Plus de liberté et aussi moins de risques. Emmanuel Simon les égrène : pas de trêve hivernale, un risque de dégradations presque dérisoire, pas de règles de décence, pas de DPE ou d’obligation de rénovation énergétique non plus. La réglementation semble avoir épargné ce marché de niche. Et pour l’investisseur, c’est aussi souvent un risque d’impayés réduit. « Les locataires savent très bien que la réglementation est différente, qu’ils ne sont pas protégés de la même manière, poursuit Christophe Martin. Et comme le loyer d’un parking ou garage est bien moins élevé, il est aussi plus facile de payer. » Bien sûr, il arrive qu’un locataire ne verse pas son loyer. Mais même là, les procédures se révèlent bien moins fastidieuses, bien moins longues que dans le résidentiel.
Le garage, le Petit Poucet de l’immobilier
Les mérites de l’investissement sont souvent vantés. Mais les deux hommes reconnaissent aussi quelques désavantages. Le premier, non des moindres pour un investisseur, est évidemment les faibles revenus générés.
Même dans les plus beaux quartiers de la capitale, les loyers ne flambent pas. Christophe Martin livre une moyenne de l’ordre de 200 euros mensuels dans les arrondissements parisiens les plus prisés. « La location de garages et parkings génère des petits montants. Pour un cash-flow important, il faut du volume. » Du volume, donc beaucoup de parkings, et finalement une gestion démultipliée. Quand il s’agit de trouver un seul locataire pour un appartement, là il faudra en trouver cinq, six, voire davantage pour espérer générer les mêmes revenus.

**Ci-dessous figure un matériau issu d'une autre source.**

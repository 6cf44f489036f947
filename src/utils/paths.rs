// path operations and security functions

use std::io::ErrorKind;
use std::path::{Component, Path, PathBuf};
use thiserror::Error;

#[derive(Error, Debug)]
pub enum PathTraversalError {
    #[error("invalid base path")]
    InvalidBasePath,

    #[error("absolute path not allowed: {0}")]
    AbsolutePath(String),

    #[error("path escapes base directory: {0}")]
    EscapesBase(String),

    #[error("path outside jail: base={base:?}, target={target:?}")]
    OutsideJail { base: PathBuf, target: PathBuf },

    #[error("windows prefix not allowed")]
    WindowsPrefix,

    #[error("path is reserved for internal use: {0}")]
    Reserved(String),

    #[error("cannot resolve {}: {source}", .path.display())]
    Unresolvable {
        path: PathBuf,
        #[source]
        source: std::io::Error,
    },
}

/// join a caller-supplied relative fragment onto `base_dir`, refusing anything
/// that would land outside it (`..` escapes, absolute paths, symlinks pointing out)
pub fn join_path_jailed(base_dir: &Path, fragment: &str) -> Result<PathBuf, PathTraversalError> {
    let relative = normalize_fragment(fragment)?;

    let canonical_base = base_dir
        .canonicalize()
        .map_err(|_| PathTraversalError::InvalidBasePath)?;

    let joined = canonical_base.join(relative);

    // the target may not exist yet; resolve symlinks on whatever prefix does
    let resolved = canonicalize_existing_prefix(&joined).map_err(|source| {
        PathTraversalError::Unresolvable {
            path: joined.clone(),
            source,
        }
    })?;

    if !resolved.starts_with(&canonical_base) {
        return Err(PathTraversalError::OutsideJail {
            base: canonical_base,
            target: resolved,
        });
    }

    Ok(resolved)
}

/// lexically normalize a fragment into a relative path with no `..` or root
fn normalize_fragment(fragment: &str) -> Result<PathBuf, PathTraversalError> {
    let mut normalized = PathBuf::new();

    for component in Path::new(fragment).components() {
        match component {
            Component::Normal(name) => normalized.push(name),
            Component::CurDir => {}
            Component::ParentDir => {
                if !normalized.pop() {
                    return Err(PathTraversalError::EscapesBase(fragment.to_string()));
                }
            }
            Component::RootDir => {
                return Err(PathTraversalError::AbsolutePath(fragment.to_string()));
            }
            Component::Prefix(_) => return Err(PathTraversalError::WindowsPrefix),
        }
    }

    Ok(normalized)
}

fn canonicalize_existing_prefix(path: &Path) -> std::io::Result<PathBuf> {
    let mut existing = path;
    let mut missing = Vec::new();

    loop {
        match existing.canonicalize() {
            Ok(mut resolved) => {
                for name in missing.iter().rev() {
                    resolved.push(name);
                }
                return Ok(resolved);
            }
            Err(err) if err.kind() == ErrorKind::NotFound => {
                match (existing.parent(), existing.file_name()) {
                    (Some(parent), Some(name)) => {
                        missing.push(name.to_os_string());
                        existing = parent;
                    }
                    _ => return Err(err),
                }
            }
            Err(err) => return Err(err),
        }
    }
}
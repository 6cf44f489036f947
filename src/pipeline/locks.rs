// per-destination mutual exclusion across concurrent requests

use dashmap::DashMap;
use std::path::{Path, PathBuf};
use std::sync::Arc;
use tokio::sync::{Mutex, OwnedMutexGuard};

type LockTable = DashMap<PathBuf, Arc<Mutex<()>>>;

/// in-memory lock table keyed by resolved destination path
#[derive(Debug, Clone, Default)]
pub struct DestinationLocks {
    table: Arc<LockTable>,
}

/// held for the duration of one merge; the entry leaves the table
/// when nobody else is waiting on it
#[derive(Debug)]
pub struct DestinationGuard {
    table: Arc<LockTable>,
    path: PathBuf,
    _guard: OwnedMutexGuard<()>,
}

impl DestinationLocks {
    pub fn new() -> Self {
        Self::default()
    }

    /// wait until no other request is merging into `path`
    pub async fn lock(&self, path: &Path) -> DestinationGuard {
        let mutex = self
            .table
            .entry(path.to_path_buf())
            .or_insert_with(|| Arc::new(Mutex::new(())))
            .value()
            .clone();

        DestinationGuard {
            table: self.table.clone(),
            path: path.to_path_buf(),
            _guard: mutex.lock_owned().await,
        }
    }

    /// number of destinations currently locked or awaited
    #[cfg(test)]
    fn len(&self) -> usize {
        self.table.len()
    }

    #[cfg(test)]
    fn is_empty(&self) -> bool {
        self.table.is_empty()
    }
}

impl Drop for DestinationGuard {
    fn drop(&mut self) {
        // table + this guard; anything more is a waiter
        self.table
            .remove_if(&self.path, |_, mutex| Arc::strong_count(mutex) <= 2);
    }
}
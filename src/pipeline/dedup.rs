// name-based duplicate detection within one request

use std::collections::HashSet;
use std::io::ErrorKind;
use std::path::Path;
use tokio::fs;
use tracing::{debug, warn};

use super::UploadedPart;

/// result of scanning one batch
#[derive(Debug, Default)]
pub struct Partition {
    /// first occurrence of every name, in arrival order
    pub accepted: Vec<UploadedPart>,
    /// each repeated name once, in order of first repetition
    pub duplicates: Vec<String>,
}

impl Partition {
    pub fn has_duplicates(&self) -> bool {
        !self.duplicates.is_empty()
    }
}

/// split parts into first-seen uniques and repeated names.
/// staged bytes of every repeated part are deleted right away.
pub async fn partition(parts: Vec<UploadedPart>) -> Partition {
    let mut seen = HashSet::new();
    let mut result = Partition::default();

    for part in parts {
        if seen.contains(&part.original_name) {
            debug!(
                "duplicate part {} staged at {}",
                part.original_name,
                part.temp_path.display()
            );
            discard(&part.temp_path).await;
            if !result.duplicates.contains(&part.original_name) {
                result.duplicates.push(part.original_name);
            }
        } else {
            seen.insert(part.original_name.clone());
            result.accepted.push(part);
        }
    }

    result
}

/// remove staged parts that will never be merged
pub async fn discard_all(parts: &[UploadedPart]) {
    for part in parts {
        discard(&part.temp_path).await;
    }
}

pub(crate) async fn discard(path: &Path) {
    match fs::remove_file(path).await {
        Ok(()) => {}
        Err(err) if err.kind() == ErrorKind::NotFound => {}
        Err(err) => warn!("failed to remove staged part {}: {}", path.display(), err),
    }
}

#[cfg(test)]
mod tests {
    use super::*;
    use tempfile::TempDir;

    fn staged(dir: &Path, file: &str, name: &str, content: &str) -> UploadedPart {
        let temp_path = dir.join(file);
        std::fs::write(&temp_path, content).unwrap();
        UploadedPart {
            original_name: name.to_string(),
            temp_path,
            size: content.len() as u64,
        }
    }

    #[tokio::test]
    async fn test_repeated_name_is_reported_once_and_discarded() {
        let temp_dir = TempDir::new().unwrap();
        let path_a = temp_dir.path().join("a.part");
        let path_b = temp_dir.path().join("b.part");
        let path_c = temp_dir.path().join("c.part");

        let parts = vec![
            staged(temp_dir.path(), "a.part", "x.txt", "one"),
            staged(temp_dir.path(), "b.part", "x.txt", "two"),
            staged(temp_dir.path(), "c.part", "x.txt", "three"),
        ];

        let result = partition(parts).await;

        assert_eq!(result.duplicates, vec!["x.txt".to_string()]);
        assert_eq!(result.accepted.len(), 1);
        assert_eq!(result.accepted[0].temp_path, path_a);
        assert!(path_a.exists());
        assert!(!path_b.exists());
        assert!(!path_c.exists());
    }

    #[tokio::test]
    async fn test_unique_names_keep_arrival_order() {
        let temp_dir = TempDir::new().unwrap();
        let parts = vec![
            staged(temp_dir.path(), "1.part", "c.bin", "C"),
            staged(temp_dir.path(), "2.part", "a.bin", "A"),
            staged(temp_dir.path(), "3.part", "b.bin", "B"),
        ];

        let result = partition(parts).await;

        assert!(!result.has_duplicates());
        let names: Vec<_> = result
            .accepted
            .iter()
            .map(|p| p.original_name.as_str())
            .collect();
        assert_eq!(names, ["c.bin", "a.bin", "b.bin"]);
    }

    #[tokio::test]
    async fn test_names_compare_exactly() {
        let temp_dir = TempDir::new().unwrap();
        let parts = vec![
            staged(temp_dir.path(), "1.part", "Photo.png", "1"),
            staged(temp_dir.path(), "2.part", "photo.png", "2"),
        ];

        let result = partition(parts).await;
        assert!(!result.has_duplicates());
        assert_eq!(result.accepted.len(), 2);
    }

    #[tokio::test]
    async fn test_discard_all_tolerates_missing_files() {
        let temp_dir = TempDir::new().unwrap();
        let present = staged(temp_dir.path(), "1.part", "a", "data");
        let missing = UploadedPart {
            original_name: "b".to_string(),
            temp_path: temp_dir.path().join("gone.part"),
            size: 0,
        };

        discard_all(&[present.clone(), missing]).await;
        assert!(!present.temp_path.exists());
    }
}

La faiblesse des revenus explique sans doute pourquoi le marché a longtemps été délaissé des investisseurs. « C’est un peu l’immobilier du pauvre », résume Emmanuel Simon. On achète des garages parce qu’on n’a pas les moyens d’acheter un autre bien immobilier. C’est en partie vrai, la niche séduit beaucoup de primo-accédants qui n’ont pas toujours la possibilité d’investir dans un autre bien. Parce que l’investissement semble plus modeste et surtout moins risqué, il apparaît plus accessible et permet de mettre un premier pied dans l’immobilier.
Mais loin de l’image que l’on s’en fait, la location de garages ne constitue pas forcément un simple complément de revenus. Les deux hommes ont des success-story en tête avec des investisseurs partis de zéro qui vivent aujourd’hui très bien de cette activité.
« Le terrain de jeu du particulier »
Certes, le marché peut sembler moins lucratif qu’il ne l’a été par le passé. « Tout dépend bien entendu des villes. Il y a 10 à 15 ans, on pouvait acheter un parking avec une rentabilité nette de 8 % à 10 %. Aujourd’hui, nous sommes plutôt sur 4 à 6 %. La rentabilité a chuté, mais cela reste quand même mieux qu’un livret A. »
Évidemment, lorsqu’une niche commence à se faire connaître, elle attire davantage et devient moins intéressante. Il suffit de regarder sur internet pour voir combien les offres de service pour accompagner les investisseurs ont fleuri. La méfiance est de rigueur. Comme pour tout autre investissement, derrière des promesses de rentabilités alléchantes ou les bons conseils de certains, se cache parfois une escroquerie.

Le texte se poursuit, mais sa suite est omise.